En tout cas, moi je ne bouge pas d'ici ». Ces propos sont ceux d'une dame
poussée à la colère hier par les agents et responsables de la Caisse nationale d'épargne
de Cadjèhoun. Cette réaction exprimée avec vigueur n'est pas restée sans
réponse. Du côté des responsables de cette institution financière sous tutelle
de la Poste du
Bénin, on a voulu aussi hausser le ton… « Mme, reprenez tranquillement vos
billets et retournez-les là où vous êtes allé les chercher. Si je les prends,
je ne peux pas servir les autres clients. Ce sont des ordres que nous avons
reçus…Vous n'avez pas à faire du bruit… », a rétorqué un responsable
habillé en chemise jaune. Il était appuyé par un autre habillé en Bazin de
couleur vert- olive. La réaction qu'ont eu ces deux responsables de la Cne Cadjèhoun a
automatiquement provoqué un levé de bouclier dans la clientèle. Un homme qui
venait de finir son opération et à qui on a aussi refusé des billets cachetés
ne pouvait plus contenir sa colère : « Mais de qui avez-vous reçu ces
ordres qui ne sont pas de nature à apaiser la tension sociale qui prévaut
aujourd'hui au Bénin…Soyez un peu plus responsables voyons…Vous avez devant
vous une cliente qui est en détresse et qui demande à comprendre une
situation…Ce n'est pas de cette manière que vous allez la recevoir. Votre
devoir est de lui fournir des explications qu'il faut par rapport à cette
nouvelle donne… ». « En tout cas, vous, vous criez seulement…Nous
n'avons pas d'ordre à recevoir de vous. Il nous a été dit de ne pas prendre les
billets cachetés. C'est cet ordre que nous respectons, un point c'est
tout… », a dit un des responsables de la Cne Cadjèhoun.
« Qui sont ceux qui vous ont donné cet ordre ? Certainement qu'ils ne
mesurent pas la portée du tort qu'ils sont en train de causer au gouvernement
du Dr Boni Yayi. Ce n'est pas en cette période de vie chère qu'on va refuser
des billets encore qu'ils ne sont pas faux », a répliqué un client qui
attendait d'être servi. A l'origine de cette ambiance inhabituelle qui a régné
hier à l'Agence «A» de la
Caisse nationale d'épargne, se trouve une affaire de billets
de banque estampillés.
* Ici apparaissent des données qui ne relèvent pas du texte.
// src/pipeline.rs

//! Pipeline assembly: turn a validated sample sheet into the full set of
//! task descriptors.
//!
//! Reference preparation (index, dictionary, faidx) is declared once; the
//! alignment-to-gvcf chain is declared per sample; the manifest, the
//! GenomicsDB import and the joint genotyping close the cohort. Assembly is
//! pure: no filesystem access, and the same sheet always yields the same
//! descriptor set in the same order.

use std::path::PathBuf;

use crate::config::SampleSheet;
use crate::errors::Result;
use crate::stages;
use crate::task::TaskSpec;

/// Per-sample intermediate and final paths under the output directory.
#[derive(Debug, Clone)]
pub struct SamplePaths {
    pub bam: PathBuf,
    pub rgroup: PathBuf,
    pub sorted: PathBuf,
    pub dedup: PathBuf,
    pub metrics: PathBuf,
    pub gvcf: PathBuf,
}

impl SamplePaths {
    pub fn new(dir: &std::path::Path, sample: &str) -> Self {
        Self {
            bam: dir.join(format!("{sample}.bam")),
            rgroup: dir.join(format!("{sample}.rg.bam")),
            sorted: dir.join(format!("{sample}.sorted.bam")),
            dedup: dir.join(format!("{sample}.dedup.bam")),
            metrics: dir.join(format!("{sample}.dedup_metrics.txt")),
            gvcf: dir.join(format!("{sample}.g.vcf.gz")),
        }
    }
}

/// Cohort-level paths.
pub fn manifest_path(sheet: &SampleSheet) -> PathBuf {
    sheet.output.dir.join("sample_map.tsv")
}

pub fn workspace_path(sheet: &SampleSheet) -> PathBuf {
    sheet.output.dir.join("genomicsdb")
}

pub fn cohort_vcf_path(sheet: &SampleSheet) -> PathBuf {
    sheet
        .cohort
        .vcf
        .clone()
        .unwrap_or_else(|| sheet.output.dir.join("cohort.vcf.gz"))
}

/// Emit the complete descriptor set for a sample sheet.
pub fn assemble(sheet: &SampleSheet) -> Result<Vec<TaskSpec>> {
    let fa = &sheet.reference.fasta;
    let dir = &sheet.output.dir;

    let mut specs = vec![
        stages::bwa_index(fa)?,
        stages::picard_dict(fa)?,
        stages::samtools_faidx(fa)?,
    ];

    let mut gvcf_entries: Vec<(String, PathBuf)> = Vec::new();

    for (name, sample) in sheet.sample.iter() {
        let paths = SamplePaths::new(dir, name);

        specs.push(stages::bwa_map(
            fa,
            &sample.fastq1,
            &sample.fastq2,
            &paths.bam,
        )?);
        specs.push(stages::picard_read_groups(
            &paths.bam,
            fa,
            &paths.rgroup,
            name,
        )?);
        specs.push(stages::picard_sort(&paths.rgroup, &paths.sorted)?);
        specs.push(stages::picard_mark_duplicates(
            &paths.sorted,
            &paths.dedup,
            &paths.metrics,
        )?);
        specs.push(stages::gatk_haplotype_caller(fa, &paths.dedup, &paths.gvcf)?);

        gvcf_entries.push((name.clone(), paths.gvcf));
    }

    let manifest = manifest_path(sheet);
    let workspace = workspace_path(sheet);

    specs.push(stages::gvcf_list(&gvcf_entries, &manifest)?);
    specs.push(stages::gatk_genomicsdb_import(
        &manifest,
        &workspace,
        &sheet.cohort.intervals,
    )?);
    specs.push(stages::gatk_genotype_gvcfs(
        fa,
        &workspace,
        &cohort_vcf_path(sheet),
    )?);

    Ok(specs)
}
Selon les informations recueillies sur place, le refus
de ces billets de banque aurait été déclenché suite à un ordre venu de la Bceao. Plusieurs
billets destinés à la destruction et estampillés se seraient retrouvés en
circulation. Et c'est pour corriger la situation qu'on aurait demandé aux
institutions bancaires et financières de refuser ces billets de banque.
Respectant à la lettre cette injonction, les caisses de la Cne ont systématiquement
refusé de prendre auprès de leurs clients les billets cachetés. Hier, plusieurs
personnes se sont retrouvées avec des coupures de 10.000 F Cfa portant des
cachets sous les bras.
Des interprétations et suppositions
Cette
situation qui n'était pas du tout attendue a donné lieu à des interprétations.
Certains n'ont pas hésité à la lier à la tension sociale qui prévaut
actuellement. Pour eux, le moment est très mal choisi car ce n'est pas
maintenant où on parle de vie chère que les banques et les institutions
financières vont déclencher cette opération de refus de billets de banque
cachetés. « Les institutions bancaires qui refusent ces billets ne rendent
pas service à Boni Yayi. Elles veulent enflammer le pays et précipiter le
départ de Boni Yayi. Si c'est la
Bceao qui est vraiment à la base de cette opération, elle a
alors mal choisi le moment. Ce qui se passe est grave et on ne sait pas ce que
nous réservent les jours à venir si aucune solution n'est trouvée », a
fait observer une dame qu'on a refoulé avec des billets cachetés et signés qui
présentent pourtant toutes les garanties de sécurité acceptées par la Bceao. « Dans quel
pays sommes-nous. Les gens sont vraiment décidés à faire partir Boni Yayi. Il
lui revient de vite réagir car la tournure que prennent les choses devient
inquiétante. La vie est chère. Si les banques vont encore refuser des billets
qui ne sont pas à priori faux, on se demande là où on va », s'est exclamé
un autre client qui ne savait plus à quel saint se vouer.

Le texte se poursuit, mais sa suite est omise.